- Also called: People's Day
- Observed by: Chinese people
- Type: Cultural, religious (Chinese folk religion)
- Date: Seventh day of the first Chinese lunisolar month
- 2025 date: 4 February
- 2026 date: 23 February
- 2027 date: 12 February
- Frequency: Annual
- Related to: Chinese New Year, Jinjitsu

= Renri =

7th day of the traditional Chinese calendar

Renri (人日 (Rénrì)) is the 7th day of Zhengyue, the first month in the traditional Chinese calendar. According to Chinese customs, Renri was the day human beings were created. It is celebrated not only in China, but also in the surrounding region influenced by Chinese culture.

==Origin==
In Chinese mythology, Nüwa was the goddess who created the world. She created the animals on different days, and human beings on the seventh day after the creation of the world. Questions and Answers on Rites and Customs (答問禮俗說) by Dong Xun (董勛) of the Jin dynasty and the Book of Divination (占書), an earlier of publication by Dongfang Shuo in the Western Han dynasty, both specify the order of creation:
 First of Zhengyue: Chickens
 Second of Zhengyue: Dogs
 Third of Zhengyue: Pigs
 Fourth of Zhengyue: Sheep
 Fifth of Zhengyue: Cows
 Sixth of Zhengyue: Horses
 Seventh of Zhengyue: Humans

Hence, Chinese tradition has set the first day of Zhengyue as the "birthday" of the chicken, the second day of Zhengyue as the "birthday" of the dog, etc. And the seventh day of Zhengyue is viewed as the common "birthday" of all human beings.

==Celebration==

===Chinese===
According to legend, the custom dates back to the Han dynasty, and gained importance after the Three Kingdoms period and Jin dynasty. Ancient Chinese had a tradition of wearing head ornaments called rensheng (人勝), which were made of ribbon or gold and represented humans. People also climbed mountains and composed poems. Emperors after the Tang dynasty granted ribbon rensheng to their subjects and held festivities with them. If there were good weather on Renri, it was considered that people will have a year of peace and prosperity.

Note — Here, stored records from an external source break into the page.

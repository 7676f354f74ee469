#[macro_use]
mod macros;

pub mod client;
pub mod codec;
pub mod connection;
pub mod datatypes;
pub mod dispatch;
pub mod event;
pub mod message_id;
pub mod ratelimit;
pub mod sequence;
pub mod server;

#[cfg(test)]
mod tests;

// Re-export codec types for direct access
pub use codec::{CodecError, Decodable, Encodable, Frame, Pdu, PduHeader};

// Re-export the gateway building blocks for easy access
pub use client::{OutboundClient, SmppError, SmppResult};
pub use dispatch::{DispatchError, Dispatcher, GatewayConfig};
pub use event::{EventReceiver, EventSender, GatewayEvent};
pub use ratelimit::{RateLimitConfig, RateLimiter, RateLimiterRegistry};
pub use server::{Server, ServerConfig};

/// Error returned by the binaries' top-level functions.
///
/// Library code returns the specific error of its layer (`CodecError`,
/// `SmppError`, `ConfigError`, `DispatchError`); this boxed form is only for
/// gluing them together at the edge of the process.
pub type Error = Box<dyn std::error::Error + Send + Sync>;

/// A specialized `Result` type for gateway entry points.
///
/// # Examples
///
/// Running the inbound server and forwarding accepted messages to carriers:
///
/// ```rust,no_run
/// use smpp_gateway::dispatch::CarrierRegistry;
/// use smpp_gateway::{Dispatcher, EventSender, GatewayConfig, GatewayEvent, Server};
/// use std::sync::Arc;
///
/// #[tokio::main]
/// async fn main() -> smpp_gateway::Result<()> {
///     let config = GatewayConfig::load("config/gateway.yaml")?;
///     let (events, mut rx) = EventSender::channel(1024);
///
///     let dispatcher = Dispatcher::builder(&config).events(events.clone()).build();
///     let registry = Arc::new(CarrierRegistry::from_config(&config));
///     let server = Server::new(config.server.server_config(), registry, events);
///     server.start(config.server.port).await?;
///
///     while let Some(event) = rx.recv().await {
///         if let GatewayEvent::Message(message) = event {
///             let dispatcher = dispatcher.clone();
///             tokio::spawn(async move { dispatcher.submit_message(message).await });
///         }
///     }
///     Ok(())
/// }
/// ```
pub type Result<T> = std::result::Result<T, Error>;
use crate::codec::CodecError;
use crate::datatypes::{DataCoding, NumericPlanIndicator, Tlv, TypeOfNumber};
use bytes::Bytes;

/// This operation is used by an ESME to submit a short message to the SMSC for onward transmission
/// to a specified short message entity (SME).
#[derive(Clone, Debug, PartialEq)]
pub struct SubmitSm {
    /// SMS application service associated with the message. Max 5 octets.
    pub service_type: String,

    pub source_addr_ton: TypeOfNumber,
    pub source_addr_npi: NumericPlanIndicator,

    /// Address of the originating SME. Max 20 octets.
    pub source_addr: String,

    pub dest_addr_ton: TypeOfNumber,
    pub dest_addr_npi: NumericPlanIndicator,

    /// Directory number of the recipient. Max 20 octets.
    pub destination_addr: String,

    /// Message mode and type.
    pub esm_class: u8,

    pub protocol_id: u8,

    /// Level 0 (lowest) to 3 (highest).
    pub priority_flag: u8,

    /// Empty for immediate delivery, otherwise `YYMMDDhhmmsstnnp`.
    pub schedule_delivery_time: String,

    /// Empty for the SMSC default validity, otherwise `YYMMDDhhmmsstnnp`.
    pub validity_period: String,

    /// Bits 0-1 request an SMSC delivery receipt.
    pub registered_delivery: u8,

    pub replace_if_present_flag: u8,
    pub data_coding: DataCoding,
    pub sm_default_msg_id: u8,

    /// Up to 254 octets of user data. sm_length is derived on encode.
    pub short_message: Bytes,

    /// Optional parameters in wire order.
    pub tlvs: Vec<Tlv>,
}

impl SubmitSm {
    /// A submit_sm with default header fields and `text` encoded in the
    /// narrowest data coding that can carry it.
    pub fn new(
        source_addr: impl Into<String>,
        destination_addr: impl Into<String>,
        text: &str,
    ) -> Result<Self, CodecError> {
        let data_coding = DataCoding::for_text(text);
        Ok(Self {
            service_type: String::new(),
            source_addr_ton: TypeOfNumber::Unknown,
            source_addr_npi: NumericPlanIndicator::Unknown,
            source_addr: source_addr.into(),
            dest_addr_ton: TypeOfNumber::Unknown,
            dest_addr_npi: NumericPlanIndicator::Unknown,
            destination_addr: destination_addr.into(),
            esm_class: 0,
            protocol_id: 0,
            priority_flag: 0,
            schedule_delivery_time: String::new(),
            validity_period: String::new(),
            registered_delivery: 0,
            replace_if_present_flag: 0,
            data_coding,
            sm_default_msg_id: 0,
            short_message: data_coding.encode_text(text)?,
            tlvs: Vec::new(),
        })
    }

    pub fn delivery_receipt_requested(&self) -> bool {
        self.registered_delivery & 0b11 != 0
    }
}

impl_short_message_body!(SubmitSm);

impl_message_id_response!(SubmitSmResponse);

Fireworks and huapao (花炮) are lit, so Renri celebrates the "birthday" of fire as well.

Since the first days of Zhengyue are considered "birthdays" of different animals, Chinese people avoid killing the animals on their respective birthdays and punishing prisoners on Renri.

Nowadays during Zhengyue, Renri is celebrated as part of the Chinese New Year. Chinese people prepare lucky food in the new year, where the "seven vegetable soup" (七菜羹), "seven vegetable congee" (七菜粥) and "jidi congee" (及第粥) are specially prepared for Renri. Malaysian and Singaporean Chinese use the "seven-coloured raw fish" (七彩魚生) instead of the "seven vegetable soup".

===Japanese===

In Japan, Renri is called Jinjitsu (人日, jinjitsu). It is one of the five seasonal festivals (五節句, gosekku). It is celebrated on January 7. It is also known as Nanakusa no sekku (七草の節句, nanakusa no sekku), "the feast of seven herbs", from the custom of eating seven-herb kayu (七草粥, nanakusa-gayu) to ensure good health for the coming year.

The celebration of the feast in Japan was moved from the seventh day of the first lunar month to the seventh day of January during the Meiji period, when Japan adopted the Gregorian calendar.